September 29, 2022

England leading the way for the future of rugby?

4 min read

To say that I am disappointed is an understatement. I am one of those fanatical supporters of the All Blacks whom I believed are God-chosen to be the masters of the rugby universe.

They are mortals, of course, and they are not invincible, but they are undoubtedly the superpower in the game. They are in a class above the rest.

In fact, they are nested in a pedestal beyond the reach of most of the lesser teams.

They have won three World Cup finals already and they were on the verge of winning their fourth, or so we thought as they were the champions in 1987,2011 and 2015.

We were expecting them to make history as the only team to win three consecutive times in the World Cup.

However, they faltered on Saturday (Oct 26) and faltered spectacularly. For someone who has been following every move they made – the haka notwithstanding – I wished they had played differently. Or at least played the kind of games they normally played.

They were simply too sloppy, too careless and, worse, too predictable in Yokohama. The English won because they are simply too good. In fact, outstanding.

What went wrong? A myriad of reasons. To start with it was sacrilegious of Steve Hansen to mess with the All Blacks winning formula.

Meddling with a winning concoction is the biggest mistake Hansen did. Tactically, he got it all wrong. We could sense from the first minute that his formation was flawed, his tactics backfired, his players in disarray.

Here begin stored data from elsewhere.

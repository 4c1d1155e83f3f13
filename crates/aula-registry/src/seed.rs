//! Curator seed input — CSV files feeding registry construction.
//!
//! Missing seed files are not an error: they log a warning and contribute
//! zero records, so a fresh checkout bootstraps an empty registry cleanly.

use std::path::Path;

use aula_core::PartyId;
use chrono::NaiveDate;
use serde::Deserialize;
use tracing::{info, warn};

use crate::{
  Error, Result,
  registry::{AddOutcome, IdentityRegistry, PartyOutcome, PersonCandidate},
};

// ─── Seed rows ───────────────────────────────────────────────────────────────

/// One row of the persons seed CSV.
#[derive(Debug, Clone, Deserialize)]
pub struct PersonSeed {
  pub given_name:    String,
  pub family_name:   String,
  pub date_of_birth: Option<NaiveDate>,
  pub sex:           Option<String>,
  pub wikidata_qid:  Option<String>,
  /// Source system for the crosswalk row, e.g. "camera".
  pub source:        String,
  pub source_id:     String,
  pub url:           String,
}

/// One row of the parties seed CSV. The party id is externally curated and
/// stable, not assigned by the registry.
#[derive(Debug, Clone, Deserialize)]
pub struct PartySeed {
  pub party_id: PartyId,
  pub name:     String,
  pub acronym:  String,
}

// ─── Loading ─────────────────────────────────────────────────────────────────

fn load_csv<T: serde::de::DeserializeOwned>(path: &Path) -> Result<Vec<T>> {
  if !path.exists() {
    warn!(path = %path.display(), "seed file not found, loading zero records");
    return Ok(Vec::new());
  }
  let mut reader = csv::Reader::from_path(path).map_err(|source| {
    Error::SeedRead { path: path.to_path_buf(), source }
  })?;
  reader
    .deserialize()
    .map(|row| {
      row.map_err(|source| Error::SeedRead {
        path: path.to_path_buf(),
        source,
      })
    })
    .collect()
}

pub fn load_person_seeds(path: &Path) -> Result<Vec<PersonSeed>> {
  load_csv(path)
}

pub fn load_party_seeds(path: &Path) -> Result<Vec<PartySeed>> {
  load_csv(path)
}

// ─── Building ────────────────────────────────────────────────────────────────

/// Counts from one [`IdentityRegistry::build_from_seeds`] pass.
#[derive(Debug, Clone, Copy, Default, PartialEq, Eq)]
pub struct SeedReport {
  pub persons_added:   usize,
  pub persons_skipped: usize,
  pub parties_added:   usize,
  pub parties_skipped: usize,
}

impl IdentityRegistry {
  /// Apply seed rows idempotently: parties first, then persons with their
  /// crosswalk rows. Running the same seeds twice adds nothing.
  pub fn build_from_seeds(
    &mut self,
    parties: Vec<PartySeed>,
    persons: Vec<PersonSeed>,
  ) -> Result<SeedReport> {
    let mut report = SeedReport::default();

    for seed in parties {
      match self.add_party_if_absent(seed) {
        PartyOutcome::Created(_) => report.parties_added += 1,
        PartyOutcome::Duplicate(_) => report.parties_skipped += 1,
      }
    }

    for seed in persons {
      let candidate = PersonCandidate {
        given_name:    seed.given_name,
        family_name:   seed.family_name,
        date_of_birth: seed.date_of_birth,
        sex:           seed.sex,
        wikidata_qid:  seed.wikidata_qid,
      };
      match self.add_person_if_absent(candidate)? {
        AddOutcome::Created(person_id) => {
          self.upsert_xref(&person_id, &seed.source, &seed.source_id, &seed.url);
          report.persons_added += 1;
        }
        AddOutcome::Duplicate(_) => report.persons_skipped += 1,
      }
    }

    info!(
      persons_added = report.persons_added,
      persons_skipped = report.persons_skipped,
      parties_added = report.parties_added,
      parties_skipped = report.parties_skipped,
      "registry seed pass complete"
    );
    Ok(report)
  }
}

The All Blacks are known for their attacking style, yet on Saturday, they were reduced to dishevelled, frantic and clueless attackers. Most of the time, they were reluctant defenders, not knowing what to do when facing the ferocity of the English attack.

England was simply, fearless. The players were obsessed, so to speak. That alone won the game. Facing the All Blacks is a nightmare for most teams, but the young English players knew there is only one way to win; to fight and fight hard. They did, they came, they attacked, they won.

They had nothing to lose anyway. The pressure was on the All Blacks. Call it the scoreboard pressure, or the fact that the All Blacks can’t lose a game against England, especially in a World Cup.

Ask anyone before the game who would win, I bet nine out 10 would say the All Blacks. The English players knew that, and that they had nothing to prove. Only to win.

And if my record is correct, since their first encounter in 1905, they have played 41 games before the Saturday semi-final. Out of that, eight were won by England and one ended in a draw and the last time they met in 2018, England lost 21-24.

As for the last time England won against the All Blacks, that was in December 2012 at Twickenham, London, with a score of 38-21.

This time, the All Blacks came in with an 18-match unbeaten streak against England.

It doesn’t matter now how they won 71-9 against Namibia or 63-0 against Canada or the stunning display they showed against South Africa on Sept 21 or against Ireland on Oct 19 when they won with scores of 29-13 and 46-14, respectively.

It was also partly a psychological war – the English players were in a “V” formation when the haka was performed. It must have been disorienting for the All Blacks, for they were not sure whom to face during the war-cry ritual as English captain Owen Farrell was sending a message to them, that “we are not intimidated.”

Perhaps the haka took its toll on the players as their defence was already in disarray in the first minute and Manu Tuilagi had his first try in the second. Had another try by Sam Underhill been allowed, it would have a bigger lead before half-time.

There was another try by Ben Youngs, which was ruled out by the referee. It was painful to watch the gods of rugby struggling even to pass the ball or to win a corner throw. It went downhill from then on.

As much as I am fanatical about the All Blacks, I knew something is brewing in the English camp. I have heard that the head coach Eddie Jones has built a young team.

I was pleased to know that he named England’s second-youngest ever starting team (the 15) at a World Cup.

The average age this time is 26 years and 170 days. Tom Curry is 21 years old when he was named, together with Manu Tuilagi and Joe Cokanasiga, they are the new and perhaps the future faces of rugby. Seven of England players are 26 and below.

He made a bold move, favouring youth over experience. The World Cup is not the place for experimentation, especially when they are facing a force like the All Blacks. But his gamble paid off.

Perhaps England is showing the way for future rugby. A youngish, rejuvenated, stylish game that has eluded the “old rugby” style.

We need new faces and fresh legs to bring rugby to the next level. Other countries must follow suit, start rethinking the whole game plan for the future.

As much as it was painful to see Kieran Read’s bloodied face facing the camera after the shock loss, I believe there is a silver lining to the defeat. It was his 34th birthday. Considered one of the rugby “greats” from the greatest rugby nation of the world, he has played 126 tests.

The All Blacks must rebuild, and there are no two ways about it.

That morning he said, “It’s hard to put things into words.”

He was speaking on behalf of all devastated All Blacks’ fans.

Johan Jaaffar was a journalist and was involved in playwriting, directing and acting during his younger days. He has never watched a full football game in 40 years. He is a rugby fanatic.